-- The input follows --

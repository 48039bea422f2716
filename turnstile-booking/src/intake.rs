use std::sync::Arc;
use std::time::Duration;

use tokio::time::sleep;
use tracing::{error, info, warn};
use uuid::Uuid;

use turnstile_core::{Booking, BookingError, BookingResult, IntentProducer, InventoryCache};

/// Retry budget for handing an intent to the broker.
#[derive(Debug, Clone, Copy)]
pub struct PublishPolicy {
    pub attempts: u32,
    pub backoff: Duration,
}

impl Default for PublishPolicy {
    fn default() -> Self {
        Self {
            attempts: 3,
            backoff: Duration::from_millis(100),
        }
    }
}

/// Admission edge of the pipeline. A booking request costs one atomic counter
/// decrement and one queue publish; nothing here waits on the database.
pub struct ReservationIntake {
    cache: Arc<dyn InventoryCache>,
    producer: Arc<dyn IntentProducer>,
    policy: PublishPolicy,
}

impl ReservationIntake {
    pub fn new(
        cache: Arc<dyn InventoryCache>,
        producer: Arc<dyn IntentProducer>,
        policy: PublishPolicy,
    ) -> Self {
        Self {
            cache,
            producer,
            policy,
        }
    }

    /// Admits one reservation for `buyer_id` and queues it for settlement.
    ///
    /// Admission claims a counter unit before anything else. If the intent
    /// cannot be published after all retries, the unit is released again so
    /// the slot goes back on sale, and the caller sees the broker error.
    pub async fn book(&self, ticket_id: Uuid, buyer_id: Uuid) -> BookingResult<Uuid> {
        if !self.cache.try_reserve(ticket_id).await? {
            info!("Admission rejected for ticket {}: sold out", ticket_id);
            return Err(BookingError::SoldOut);
        }

        let booking = Booking::new(ticket_id, buyer_id);

        match self.publish_with_retry(&booking).await {
            Ok(()) => {
                info!(
                    "Booking {} accepted for ticket {} (buyer {})",
                    booking.id, ticket_id, buyer_id
                );
                Ok(booking.id)
            }
            Err(e) => {
                warn!(
                    "Publish failed for booking {}, releasing admission slot: {}",
                    booking.id, e
                );
                if let Err(release_err) = self.cache.release(ticket_id).await {
                    // The counter now under-reports until the ticket is
                    // reseeded; the ledger is unaffected.
                    error!(
                        "Compensating release failed for ticket {}: {}",
                        ticket_id, release_err
                    );
                }
                Err(e)
            }
        }
    }

    /// Live remaining count as the admission counter sees it.
    pub async fn available(&self, ticket_id: Uuid) -> BookingResult<i64> {
        self.cache.available(ticket_id).await
    }

    async fn publish_with_retry(&self, booking: &Booking) -> BookingResult<()> {
        let attempts = self.policy.attempts.max(1);
        let mut last = BookingError::BrokerUnavailable("no publish attempt made".into());

        for attempt in 1..=attempts {
            match self.producer.publish(booking).await {
                Ok(()) => return Ok(()),
                Err(e) => {
                    warn!(
                        "Intent publish attempt {}/{} failed for booking {}: {}",
                        attempt, attempts, booking.id, e
                    );
                    last = e;
                    if attempt < attempts {
                        sleep(self.policy.backoff * attempt).await;
                    }
                }
            }
        }
        Err(last)
    }
}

-- The input concluded --

- Exercise directions -
Can you give every line above again, exactly as written?

- Response -
repository 48039bea422f2716
filename turnstile-booking/src/intake.rs
use std::sync::Arc;
use std::time::Duration;

use tokio::time::sleep;
use tracing::{error, info, warn};
use uuid::Uuid;

use turnstile_core::{Booking, BookingError, BookingResult, IntentProducer, InventoryCache};

/// Retry budget for handing an intent to the broker.
#[derive(Debug, Clone, Copy)]
pub struct PublishPolicy {
    pub attempts: u32,
    pub backoff: Duration,
}

impl Default for PublishPolicy {
    fn default() -> Self {
        Self {
            attempts: 3,
            backoff: Duration::from_millis(100),
        }
    }
}

/// Admission edge of the pipeline. A booking request costs one atomic counter
/// decrement and one queue publish; nothing here waits on the database.
pub struct ReservationIntake {
    cache: Arc<dyn InventoryCache>,
    producer: Arc<dyn IntentProducer>,
    policy: PublishPolicy,
}

impl ReservationIntake {
    pub fn new(
        cache: Arc<dyn InventoryCache>,
        producer: Arc<dyn IntentProducer>,
        policy: PublishPolicy,
    ) -> Self {
        Self {
            cache,
            producer,
            policy,
        }
    }

    /// Admits one reservation for `buyer_id` and queues it for settlement.
    ///
    /// Admission claims a counter unit before anything else. If the intent
    /// cannot be published after all retries, the unit is released again so
    /// the slot goes back on sale, and the caller sees the broker error.
    pub async fn book(&self, ticket_id: Uuid, buyer_id: Uuid) -> BookingResult<Uuid> {
        if !self.cache.try_reserve(ticket_id).await? {
            info!("Admission rejected for ticket {}: sold out", ticket_id);
            return Err(BookingError::SoldOut);
        }

        let booking = Booking::new(ticket_id, buyer_id);

        match self.publish_with_retry(&booking).await {
            Ok(()) => {
                info!(
                    "Booking {} accepted for ticket {} (buyer {})",
                    booking.id, ticket_id, buyer_id
                );
                Ok(booking.id)
            }
            Err(e) => {
                warn!(
                    "Publish failed for booking {}, releasing admission slot: {}",
                    booking.id, e
                );
                if let Err(release_err) = self.cache.release(ticket_id).await {
                    // The counter now under-reports until the ticket is
                    // reseeded; the ledger is unaffected.
                    error!(
                        "Compensating release failed for ticket {}: {}",
                        ticket_id, release_err
                    );
                }
                Err(e)
            }
        }
    }

    /// Live remaining count as the admission counter sees it.
    pub async fn available(&self, ticket_id: Uuid) -> BookingResult<i64> {
        self.cache.available(ticket_id).await
    }

    async fn publish_with_retry(&self, booking: &Booking) -> BookingResult<()> {
        let attempts = self.policy.attempts.max(1);
        let mut last = BookingError::BrokerUnavailable("no publish attempt made".into());

        for attempt in 1..=attempts {
            match self.producer.publish(booking).await {
                Ok(()) => return Ok(()),
                Err(e) => {
                    warn!(
                        "Intent publish attempt {}/{} failed for booking {}: {}",
                        attempt, attempts, booking.id, e
                    );
                    last = e;
                    if attempt < attempts {
                        sleep(self.policy.backoff * attempt).await;
                    }
                }
            }
        }
        Err(last)
    }
}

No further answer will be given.